DIRECTIONS: The required output is the lines below from the line containing "if hi.cmp_key(key) != Ordering::Greater" to the line containing "n, blacks, key)?;", inclusive, retyped exactly. No other lines belong in it.

(Dataset records)
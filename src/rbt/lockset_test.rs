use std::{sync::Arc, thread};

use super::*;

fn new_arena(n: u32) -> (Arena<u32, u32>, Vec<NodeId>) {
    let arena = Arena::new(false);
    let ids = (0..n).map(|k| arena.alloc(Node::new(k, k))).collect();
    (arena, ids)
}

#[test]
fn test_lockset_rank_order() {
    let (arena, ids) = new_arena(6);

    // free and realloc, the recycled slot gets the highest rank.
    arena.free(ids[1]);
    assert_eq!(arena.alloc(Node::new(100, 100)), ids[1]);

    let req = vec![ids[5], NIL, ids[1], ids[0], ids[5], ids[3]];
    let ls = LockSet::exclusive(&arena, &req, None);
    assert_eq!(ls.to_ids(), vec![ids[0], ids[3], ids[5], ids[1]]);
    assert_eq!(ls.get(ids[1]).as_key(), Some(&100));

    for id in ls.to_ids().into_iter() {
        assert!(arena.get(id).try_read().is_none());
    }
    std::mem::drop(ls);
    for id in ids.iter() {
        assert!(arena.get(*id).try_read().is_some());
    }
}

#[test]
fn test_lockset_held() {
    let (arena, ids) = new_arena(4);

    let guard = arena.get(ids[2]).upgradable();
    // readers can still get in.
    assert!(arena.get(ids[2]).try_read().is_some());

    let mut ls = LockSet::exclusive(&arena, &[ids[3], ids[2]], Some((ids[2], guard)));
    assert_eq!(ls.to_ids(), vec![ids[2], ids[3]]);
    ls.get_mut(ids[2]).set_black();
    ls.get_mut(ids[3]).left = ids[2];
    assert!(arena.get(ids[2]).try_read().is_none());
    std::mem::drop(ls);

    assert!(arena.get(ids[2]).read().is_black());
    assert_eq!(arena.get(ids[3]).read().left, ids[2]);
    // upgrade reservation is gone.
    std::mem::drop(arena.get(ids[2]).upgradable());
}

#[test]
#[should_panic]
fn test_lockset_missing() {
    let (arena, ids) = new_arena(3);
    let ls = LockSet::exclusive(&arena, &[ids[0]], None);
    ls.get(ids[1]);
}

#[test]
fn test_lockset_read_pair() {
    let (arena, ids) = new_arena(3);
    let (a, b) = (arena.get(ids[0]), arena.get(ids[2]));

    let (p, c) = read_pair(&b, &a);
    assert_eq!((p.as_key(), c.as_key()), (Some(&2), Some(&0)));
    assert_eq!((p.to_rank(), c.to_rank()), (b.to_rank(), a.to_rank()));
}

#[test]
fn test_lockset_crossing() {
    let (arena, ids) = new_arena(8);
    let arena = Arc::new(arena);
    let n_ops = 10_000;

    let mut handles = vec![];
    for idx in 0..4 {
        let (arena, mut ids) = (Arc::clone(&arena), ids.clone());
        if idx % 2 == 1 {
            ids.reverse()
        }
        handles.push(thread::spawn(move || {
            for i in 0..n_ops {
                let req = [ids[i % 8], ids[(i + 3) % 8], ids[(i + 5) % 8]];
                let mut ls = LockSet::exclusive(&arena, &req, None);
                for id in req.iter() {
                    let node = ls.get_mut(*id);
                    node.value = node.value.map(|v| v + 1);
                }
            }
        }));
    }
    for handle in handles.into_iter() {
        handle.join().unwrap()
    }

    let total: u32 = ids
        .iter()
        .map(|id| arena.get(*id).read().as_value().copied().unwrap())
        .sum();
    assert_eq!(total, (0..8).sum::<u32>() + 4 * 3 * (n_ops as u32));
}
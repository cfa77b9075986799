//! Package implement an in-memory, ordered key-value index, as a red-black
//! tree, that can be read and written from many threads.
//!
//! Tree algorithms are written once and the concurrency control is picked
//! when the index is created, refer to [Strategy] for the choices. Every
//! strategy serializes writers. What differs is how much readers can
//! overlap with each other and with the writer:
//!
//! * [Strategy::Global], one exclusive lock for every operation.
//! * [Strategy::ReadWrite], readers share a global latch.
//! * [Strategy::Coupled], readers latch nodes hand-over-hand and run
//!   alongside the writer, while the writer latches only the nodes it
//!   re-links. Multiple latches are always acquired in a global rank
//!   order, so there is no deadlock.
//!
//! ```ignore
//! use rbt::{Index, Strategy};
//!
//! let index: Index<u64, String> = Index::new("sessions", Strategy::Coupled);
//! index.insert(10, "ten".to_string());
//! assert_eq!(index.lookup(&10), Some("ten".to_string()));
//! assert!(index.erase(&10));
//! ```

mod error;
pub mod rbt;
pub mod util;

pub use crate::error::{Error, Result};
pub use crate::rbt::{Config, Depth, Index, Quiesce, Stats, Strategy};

---

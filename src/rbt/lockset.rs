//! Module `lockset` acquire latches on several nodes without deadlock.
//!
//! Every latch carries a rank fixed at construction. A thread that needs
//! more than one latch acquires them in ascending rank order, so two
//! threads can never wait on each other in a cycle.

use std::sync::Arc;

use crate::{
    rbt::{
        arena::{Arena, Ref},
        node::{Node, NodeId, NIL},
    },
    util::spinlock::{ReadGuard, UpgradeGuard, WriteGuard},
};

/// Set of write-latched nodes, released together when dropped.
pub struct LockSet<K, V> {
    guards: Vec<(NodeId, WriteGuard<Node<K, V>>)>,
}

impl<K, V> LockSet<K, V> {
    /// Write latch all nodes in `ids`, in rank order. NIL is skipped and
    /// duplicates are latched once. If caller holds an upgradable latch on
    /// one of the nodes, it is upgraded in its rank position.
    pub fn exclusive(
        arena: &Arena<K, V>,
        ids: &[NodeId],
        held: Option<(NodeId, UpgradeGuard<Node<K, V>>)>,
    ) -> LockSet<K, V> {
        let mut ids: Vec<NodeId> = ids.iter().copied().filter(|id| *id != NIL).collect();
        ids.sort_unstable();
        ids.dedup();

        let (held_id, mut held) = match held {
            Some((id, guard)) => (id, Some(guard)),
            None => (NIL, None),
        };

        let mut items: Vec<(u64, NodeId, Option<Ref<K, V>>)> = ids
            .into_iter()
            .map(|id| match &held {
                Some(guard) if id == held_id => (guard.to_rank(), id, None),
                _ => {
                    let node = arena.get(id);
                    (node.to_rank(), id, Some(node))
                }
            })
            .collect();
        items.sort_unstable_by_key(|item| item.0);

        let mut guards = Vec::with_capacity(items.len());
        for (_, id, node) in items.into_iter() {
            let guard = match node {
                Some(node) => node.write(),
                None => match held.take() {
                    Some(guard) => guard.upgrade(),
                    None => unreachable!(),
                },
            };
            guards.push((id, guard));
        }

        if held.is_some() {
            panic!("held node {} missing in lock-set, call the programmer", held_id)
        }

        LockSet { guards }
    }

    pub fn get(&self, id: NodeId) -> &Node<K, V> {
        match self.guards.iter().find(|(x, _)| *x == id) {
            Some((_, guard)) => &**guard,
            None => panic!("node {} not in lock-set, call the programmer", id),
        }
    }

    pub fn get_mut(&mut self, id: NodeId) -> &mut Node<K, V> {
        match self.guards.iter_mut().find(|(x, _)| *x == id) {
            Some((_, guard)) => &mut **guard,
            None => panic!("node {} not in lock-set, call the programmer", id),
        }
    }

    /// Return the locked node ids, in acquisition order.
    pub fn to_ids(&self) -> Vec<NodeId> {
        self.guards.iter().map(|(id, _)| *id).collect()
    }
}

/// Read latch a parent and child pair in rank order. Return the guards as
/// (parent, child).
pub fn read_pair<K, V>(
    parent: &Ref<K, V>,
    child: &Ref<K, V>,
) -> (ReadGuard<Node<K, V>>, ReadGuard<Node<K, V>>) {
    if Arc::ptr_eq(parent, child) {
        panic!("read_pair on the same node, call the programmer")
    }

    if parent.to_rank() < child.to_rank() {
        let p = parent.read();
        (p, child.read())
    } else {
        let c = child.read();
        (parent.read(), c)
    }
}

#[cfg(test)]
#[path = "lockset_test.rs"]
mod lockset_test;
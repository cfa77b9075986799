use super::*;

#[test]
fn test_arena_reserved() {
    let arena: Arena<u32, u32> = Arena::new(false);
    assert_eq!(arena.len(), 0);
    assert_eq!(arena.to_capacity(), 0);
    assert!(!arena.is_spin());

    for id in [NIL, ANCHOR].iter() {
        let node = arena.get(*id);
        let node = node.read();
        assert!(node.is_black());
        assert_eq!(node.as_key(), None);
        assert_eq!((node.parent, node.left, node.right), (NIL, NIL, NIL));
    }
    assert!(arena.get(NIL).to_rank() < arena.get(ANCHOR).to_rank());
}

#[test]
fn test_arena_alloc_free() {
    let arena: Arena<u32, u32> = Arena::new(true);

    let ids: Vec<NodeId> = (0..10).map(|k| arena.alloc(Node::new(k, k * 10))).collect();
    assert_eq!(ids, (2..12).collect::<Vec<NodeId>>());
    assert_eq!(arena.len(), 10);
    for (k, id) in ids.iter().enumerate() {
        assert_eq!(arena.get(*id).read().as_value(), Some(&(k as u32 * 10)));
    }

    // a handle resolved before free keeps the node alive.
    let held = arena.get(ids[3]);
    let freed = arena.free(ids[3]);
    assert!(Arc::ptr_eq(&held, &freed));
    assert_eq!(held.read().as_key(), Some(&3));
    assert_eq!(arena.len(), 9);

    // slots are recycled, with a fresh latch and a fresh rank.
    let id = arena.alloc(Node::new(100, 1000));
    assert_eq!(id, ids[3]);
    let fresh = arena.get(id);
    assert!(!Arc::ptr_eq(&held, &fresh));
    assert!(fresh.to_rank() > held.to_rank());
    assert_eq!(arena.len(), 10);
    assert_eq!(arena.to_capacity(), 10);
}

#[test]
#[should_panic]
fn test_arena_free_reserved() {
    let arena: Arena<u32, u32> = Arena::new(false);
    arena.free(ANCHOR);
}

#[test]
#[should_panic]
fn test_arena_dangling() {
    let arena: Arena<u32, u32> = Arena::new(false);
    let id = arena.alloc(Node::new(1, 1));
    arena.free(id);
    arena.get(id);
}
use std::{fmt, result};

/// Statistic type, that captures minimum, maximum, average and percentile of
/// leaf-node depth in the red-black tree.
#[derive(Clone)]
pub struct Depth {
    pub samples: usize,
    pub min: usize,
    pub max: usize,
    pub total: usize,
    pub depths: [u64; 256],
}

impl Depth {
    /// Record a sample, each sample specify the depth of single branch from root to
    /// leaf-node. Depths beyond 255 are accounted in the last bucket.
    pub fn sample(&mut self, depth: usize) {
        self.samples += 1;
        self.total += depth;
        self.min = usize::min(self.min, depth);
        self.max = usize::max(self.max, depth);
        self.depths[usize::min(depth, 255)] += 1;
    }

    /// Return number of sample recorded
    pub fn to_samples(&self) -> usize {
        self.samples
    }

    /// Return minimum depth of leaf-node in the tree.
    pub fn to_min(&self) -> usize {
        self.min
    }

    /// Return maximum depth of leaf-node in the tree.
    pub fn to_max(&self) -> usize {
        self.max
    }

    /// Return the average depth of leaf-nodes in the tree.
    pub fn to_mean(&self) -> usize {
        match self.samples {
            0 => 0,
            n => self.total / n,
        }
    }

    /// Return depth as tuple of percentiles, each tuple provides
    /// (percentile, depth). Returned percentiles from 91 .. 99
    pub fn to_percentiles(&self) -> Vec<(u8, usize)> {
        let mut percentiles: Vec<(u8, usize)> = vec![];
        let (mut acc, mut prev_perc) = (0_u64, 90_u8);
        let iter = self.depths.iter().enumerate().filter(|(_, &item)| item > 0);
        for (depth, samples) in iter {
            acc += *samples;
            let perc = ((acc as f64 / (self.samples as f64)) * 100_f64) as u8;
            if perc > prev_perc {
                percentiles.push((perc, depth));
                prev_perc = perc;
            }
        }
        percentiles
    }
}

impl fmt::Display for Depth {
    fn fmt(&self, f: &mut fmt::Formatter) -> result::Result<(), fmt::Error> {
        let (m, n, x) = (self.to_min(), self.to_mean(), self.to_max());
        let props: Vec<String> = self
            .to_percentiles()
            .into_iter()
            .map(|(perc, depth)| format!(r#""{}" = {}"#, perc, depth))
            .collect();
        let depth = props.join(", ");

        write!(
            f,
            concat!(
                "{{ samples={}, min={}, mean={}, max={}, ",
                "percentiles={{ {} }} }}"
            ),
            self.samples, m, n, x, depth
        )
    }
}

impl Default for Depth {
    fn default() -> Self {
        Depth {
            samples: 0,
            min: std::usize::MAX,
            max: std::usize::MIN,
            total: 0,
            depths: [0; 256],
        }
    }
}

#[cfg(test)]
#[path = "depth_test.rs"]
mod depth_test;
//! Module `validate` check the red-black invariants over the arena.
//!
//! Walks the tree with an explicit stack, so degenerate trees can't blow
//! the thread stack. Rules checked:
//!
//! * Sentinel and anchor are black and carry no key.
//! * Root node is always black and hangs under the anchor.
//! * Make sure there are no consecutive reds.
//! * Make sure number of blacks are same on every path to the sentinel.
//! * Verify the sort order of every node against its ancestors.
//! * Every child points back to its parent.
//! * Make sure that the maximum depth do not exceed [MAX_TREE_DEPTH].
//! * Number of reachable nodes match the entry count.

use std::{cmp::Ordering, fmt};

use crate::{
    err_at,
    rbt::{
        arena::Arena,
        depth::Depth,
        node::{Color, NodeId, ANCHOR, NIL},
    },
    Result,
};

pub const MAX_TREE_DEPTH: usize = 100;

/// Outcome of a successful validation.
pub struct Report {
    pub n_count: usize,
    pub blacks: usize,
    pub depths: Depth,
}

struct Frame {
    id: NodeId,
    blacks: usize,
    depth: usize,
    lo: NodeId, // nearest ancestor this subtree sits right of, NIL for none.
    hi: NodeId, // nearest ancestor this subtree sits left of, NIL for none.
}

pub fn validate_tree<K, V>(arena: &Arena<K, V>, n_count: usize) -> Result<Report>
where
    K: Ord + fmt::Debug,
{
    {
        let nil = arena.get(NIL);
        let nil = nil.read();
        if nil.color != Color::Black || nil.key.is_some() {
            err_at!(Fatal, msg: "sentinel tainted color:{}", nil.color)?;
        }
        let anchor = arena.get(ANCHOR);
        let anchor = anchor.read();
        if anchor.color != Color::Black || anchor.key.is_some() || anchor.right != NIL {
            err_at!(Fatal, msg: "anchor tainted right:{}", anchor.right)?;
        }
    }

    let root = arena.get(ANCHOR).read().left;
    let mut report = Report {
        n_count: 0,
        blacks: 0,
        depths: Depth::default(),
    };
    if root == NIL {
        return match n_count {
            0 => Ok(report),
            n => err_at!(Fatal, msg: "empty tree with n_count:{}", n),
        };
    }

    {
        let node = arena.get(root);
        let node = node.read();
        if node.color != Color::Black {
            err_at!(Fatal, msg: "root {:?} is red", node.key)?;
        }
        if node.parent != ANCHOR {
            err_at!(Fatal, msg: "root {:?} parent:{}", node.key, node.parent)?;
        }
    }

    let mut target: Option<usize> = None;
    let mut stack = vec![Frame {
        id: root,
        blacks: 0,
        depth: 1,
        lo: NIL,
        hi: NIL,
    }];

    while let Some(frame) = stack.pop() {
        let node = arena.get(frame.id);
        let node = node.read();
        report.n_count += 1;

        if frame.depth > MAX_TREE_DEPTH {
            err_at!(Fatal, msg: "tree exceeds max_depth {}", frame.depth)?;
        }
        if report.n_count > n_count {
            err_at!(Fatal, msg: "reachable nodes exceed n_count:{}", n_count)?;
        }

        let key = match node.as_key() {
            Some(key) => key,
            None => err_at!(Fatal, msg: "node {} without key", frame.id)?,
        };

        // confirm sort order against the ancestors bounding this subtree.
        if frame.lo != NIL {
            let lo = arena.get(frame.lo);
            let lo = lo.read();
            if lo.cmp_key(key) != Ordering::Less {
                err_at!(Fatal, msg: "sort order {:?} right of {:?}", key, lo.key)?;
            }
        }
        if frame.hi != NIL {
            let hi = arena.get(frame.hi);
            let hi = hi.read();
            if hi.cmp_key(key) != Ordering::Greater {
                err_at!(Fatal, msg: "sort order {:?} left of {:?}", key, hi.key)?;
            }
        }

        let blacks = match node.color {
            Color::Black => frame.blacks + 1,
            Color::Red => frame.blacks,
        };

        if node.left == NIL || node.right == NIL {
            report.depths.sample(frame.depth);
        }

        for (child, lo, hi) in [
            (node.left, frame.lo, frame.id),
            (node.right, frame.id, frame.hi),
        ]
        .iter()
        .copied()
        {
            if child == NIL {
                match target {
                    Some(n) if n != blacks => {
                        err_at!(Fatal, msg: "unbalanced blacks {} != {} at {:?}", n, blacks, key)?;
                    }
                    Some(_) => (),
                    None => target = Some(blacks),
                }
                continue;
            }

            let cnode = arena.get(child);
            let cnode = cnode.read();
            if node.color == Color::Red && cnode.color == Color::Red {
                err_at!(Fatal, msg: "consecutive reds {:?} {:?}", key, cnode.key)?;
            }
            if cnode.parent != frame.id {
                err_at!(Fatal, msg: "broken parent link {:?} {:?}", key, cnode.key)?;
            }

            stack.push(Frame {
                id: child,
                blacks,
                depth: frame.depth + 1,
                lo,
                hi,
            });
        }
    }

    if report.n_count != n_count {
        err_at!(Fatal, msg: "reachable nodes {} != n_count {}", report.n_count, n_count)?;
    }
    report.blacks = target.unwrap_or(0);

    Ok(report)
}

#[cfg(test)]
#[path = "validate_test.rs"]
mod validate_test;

EXERCISE OUTPUT:
            if hi.cmp_key(key) != Ordering::Greater {
                err_at!(Fatal, msg: "sort order {:?} left of {:?}", key, hi.key)?;
            }
        }

        let blacks = match node.color {
            Color::Black => frame.blacks + 1,
            Color::Red => frame.blacks,
        };

        if node.left == NIL || node.right == NIL {
            report.depths.sample(frame.depth);
        }

        for (child, lo, hi) in [
            (node.left, frame.lo, frame.id),
            (node.right, frame.id, frame.hi),
        ]
        .iter()
        .copied()
        {
            if child == NIL {
                match target {
                    Some(n) if n != blacks => {
                        err_at!(Fatal, msg: "unbalanced blacks {} != {} at {:?}", n, blacks, key)?;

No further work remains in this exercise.